> **The problem**: Give back the lines of the records exactly, starting at the first and ending at the one with "pub enum StorageErrorKind".

(Input for this task begins)

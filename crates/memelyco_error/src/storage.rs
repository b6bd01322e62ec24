//! Storage error types.

/// Kinds of storage errors.
///
/// Callers surface every kind to the user as a single message per operation;
/// the distinction only matters for logs and tests.
#[derive(Debug, Clone, PartialEq, Eq, Hash, PartialOrd, Ord, derive_more::Display)]
pub enum StorageErrorKind {
    /// The request never produced a response (DNS, TLS, connection reset)
    #[display("Transport failure: {}", _0)]
    Transport(String),
    /// The provider answered with a non-success status
    #[display("Provider returned {}: {}", status, message)]
    Api {
        /// HTTP status code
        status: u16,
        /// Response body or provider message
        message: String,
    },
    /// The provider response could not be decoded
    #[display("Failed to parse provider response: {}", _0)]
    Parse(String),
    /// Invalid storage configuration (endpoint, bucket)
    #[display("Invalid configuration: {}", _0)]
    InvalidConfig(String),
    /// Object not found in the bucket
    #[display("Object not found: {}", _0)]
    NotFound(String),
    /// Object name already taken and overwriting is disabled
    #[display("Object already exists: {}", _0)]
    AlreadyExists(String),
    /// Failed to read a local file selected for upload
    #[display("Failed to read file: {}", _0)]
    FileRead(String),
}

/// Storage error with location tracking.
///
/// # Examples
///
/// ```
/// use memelyco_error::{StorageError, StorageErrorKind};
///
/// let err = StorageError::new(StorageErrorKind::NotFound("cat.png".to_string()));
/// assert!(format!("{}", err).contains("not found"));
/// ```
#[derive(Debug, Clone, derive_more::Display, derive_more::Error)]
#[display("Storage Error: {} at line {} in {}", kind, line, file)]
pub struct StorageError {
    /// The kind of error that occurred
    pub kind: StorageErrorKind,
    /// Line number where error was created
    pub line: u32,
    /// File where error was created
    pub file: &'static str,
}

impl StorageError {
    /// Create a new storage error with automatic location tracking.
    #[track_caller]
    pub fn new(kind: StorageErrorKind) -> Self {
        let location = std::panic::Location::caller();
        Self {
            kind,
            line: location.line(),
            file: location.file(),
        }
    }

    /// Get the error kind.
    pub fn kind(&self) -> &StorageErrorKind {
        &self.kind
    }
}
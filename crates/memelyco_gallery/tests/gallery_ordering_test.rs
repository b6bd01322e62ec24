//! Tests for gallery classification, address resolution and ordering.

use async_trait::async_trait;
use chrono::{DateTime, TimeZone, Utc};
use memelyco_core::{MediaItem, MediaKind, SortMode, StoredObject};
use memelyco_error::{MemelycoResult, StorageError, StorageErrorKind};
use memelyco_gallery::{build_gallery, resolve_items, shuffle, sort_chronological};
use memelyco_interface::{ListOptions, StorageClient, UploadOptions, UploadReceipt};
use memelyco_storage::InMemoryStorage;
use rand::SeedableRng;
use rand::rngs::StdRng;
use std::collections::HashMap;

fn day(d: u32) -> DateTime<Utc> {
    Utc.with_ymd_and_hms(2024, 1, d, 0, 0, 0).unwrap()
}

fn item(id: &str, created_at: DateTime<Utc>) -> MediaItem {
    MediaItem::builder()
        .id(id)
        .url(format!("memory://memes/{}", id))
        .kind(MediaKind::from_file_name(id))
        .created_at(created_at)
        .build()
        .unwrap()
}

fn ids(items: &[MediaItem]) -> Vec<&str> {
    items.iter().map(|i| i.id().as_str()).collect()
}

/// Resolves every name except the ones listed as broken.
struct BrokenUrls {
    broken: Vec<&'static str>,
}

#[async_trait]
impl StorageClient for BrokenUrls {
    async fn list(&self, _options: &ListOptions) -> MemelycoResult<Vec<StoredObject>> {
        Ok(Vec::new())
    }

    fn public_url(&self, name: &str) -> MemelycoResult<String> {
        if self.broken.contains(&name) {
            return Err(StorageError::new(StorageErrorKind::NotFound(name.to_string())).into());
        }
        Ok(format!("https://cdn.example/{}", name))
    }

    async fn upload(
        &self,
        name: &str,
        _bytes: Vec<u8>,
        _options: &UploadOptions,
    ) -> MemelycoResult<UploadReceipt> {
        Ok(UploadReceipt {
            path: name.to_string(),
        })
    }

    fn backend_name(&self) -> &'static str {
        "broken-urls"
    }
}

#[test]
fn chronological_orders_newest_first_scenario() {
    let storage = InMemoryStorage::default();
    let raw = vec![
        StoredObject::new("a.png", Some(day(1))),
        StoredObject::new("b.mp4", Some(day(2))),
    ];
    let mut rng = StdRng::seed_from_u64(7);

    let gallery = build_gallery(raw, SortMode::Chronological, &storage, Utc::now(), &mut rng);

    assert_eq!(ids(&gallery), ["b.mp4", "a.png"]);
    assert_eq!(*gallery[0].kind(), MediaKind::Video);
    assert_eq!(*gallery[1].kind(), MediaKind::Image);
    assert_eq!(gallery[0].url(), "memory://memes/b.mp4");
}

#[test]
fn chronological_sort_is_stable_for_equal_timestamps() {
    let mut items = vec![
        item("first.png", day(1)),
        item("second.png", day(5)),
        item("third.png", day(1)),
        item("fourth.png", day(5)),
        item("fifth.png", day(1)),
    ];

    sort_chronological(&mut items);

    assert_eq!(
        ids(&items),
        ["second.png", "fourth.png", "first.png", "third.png", "fifth.png"]
    );
}

#[test]
fn missing_timestamps_count_as_fetch_time() {
    let now = day(20);
    let raw = vec![
        StoredObject::new("dated.png", Some(day(10))),
        StoredObject::new("undated.gif", None),
        StoredObject::new("also_undated.webm", None),
    ];
    let mut rng = StdRng::seed_from_u64(1);

    let gallery = build_gallery(
        raw,
        SortMode::Chronological,
        &InMemoryStorage::default(),
        now,
        &mut rng,
    );

    assert_eq!(ids(&gallery), ["undated.gif", "also_undated.webm", "dated.png"]);
    assert_eq!(*gallery[0].created_at(), now);
    assert_eq!(*gallery[1].kind(), MediaKind::Video);
}

#[test]
fn unresolvable_addresses_are_omitted() {
    let storage = BrokenUrls {
        broken: vec!["bad.png"],
    };
    let raw = vec![
        StoredObject::new("good.png", Some(day(1))),
        StoredObject::new("bad.png", Some(day(2))),
        StoredObject::new("fine.mov", Some(day(3))),
    ];

    let items = resolve_items(raw, &storage, Utc::now());

    assert_eq!(ids(&items), ["good.png", "fine.mov"]);
    assert_eq!(items[1].url(), "https://cdn.example/fine.mov");
}

#[test]
fn names_without_extension_are_images() {
    let raw = vec![StoredObject::new("no_extension", Some(day(1)))];
    let items = resolve_items(raw, &InMemoryStorage::default(), Utc::now());
    assert_eq!(*items[0].kind(), MediaKind::Image);
}

#[test]
fn random_mode_keeps_the_same_items() {
    let raw: Vec<StoredObject> = (1..=9)
        .map(|d| StoredObject::new(format!("{}.png", d), Some(day(d))))
        .collect();
    let mut rng = StdRng::seed_from_u64(42);

    let gallery = build_gallery(
        raw,
        SortMode::Random,
        &InMemoryStorage::default(),
        Utc::now(),
        &mut rng,
    );

    let mut sorted = ids(&gallery);
    sorted.sort();
    assert_eq!(
        sorted,
        ["1.png", "2.png", "3.png", "4.png", "5.png", "6.png", "7.png", "8.png", "9.png"]
    );
}

#[test]
fn shuffle_is_uniform_over_permutations() {
    const TRIALS: usize = 60_000;
    let mut rng = StdRng::seed_from_u64(2024);
    let mut counts: HashMap<[u8; 3], usize> = HashMap::new();

    for _ in 0..TRIALS {
        let mut items = [1u8, 2, 3];
        shuffle(&mut items, &mut rng);
        *counts.entry(items).or_default() += 1;
    }

    assert_eq!(counts.len(), 6, "every permutation should appear");
    let expected = TRIALS / 6;
    for (permutation, count) in counts {
        let deviation = count.abs_diff(expected);
        assert!(
            deviation < expected / 10,
            "{:?} appeared {} times, expected about {}",
            permutation,
            count,
            expected
        );
    }
}

#[test]
fn shuffle_handles_tiny_inputs() {
    let mut rng = StdRng::seed_from_u64(3);

    let mut empty: [u8; 0] = [];
    shuffle(&mut empty, &mut rng);

    let mut single = [9u8];
    shuffle(&mut single, &mut rng);
    assert_eq!(single, [9]);
}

(Input for this task ends)

> **Answer box**:
filename crates/memelyco_error/src/storage.rs
repository b6bd01322e62ec24
//! Storage error types.

/// Kinds of storage errors.
///
/// Callers surface every kind to the user as a single message per operation;
/// the distinction only matters for logs and tests.
#[derive(Debug, Clone, PartialEq, Eq, Hash, PartialOrd, Ord, derive_more::Display)]
pub enum StorageErrorKind {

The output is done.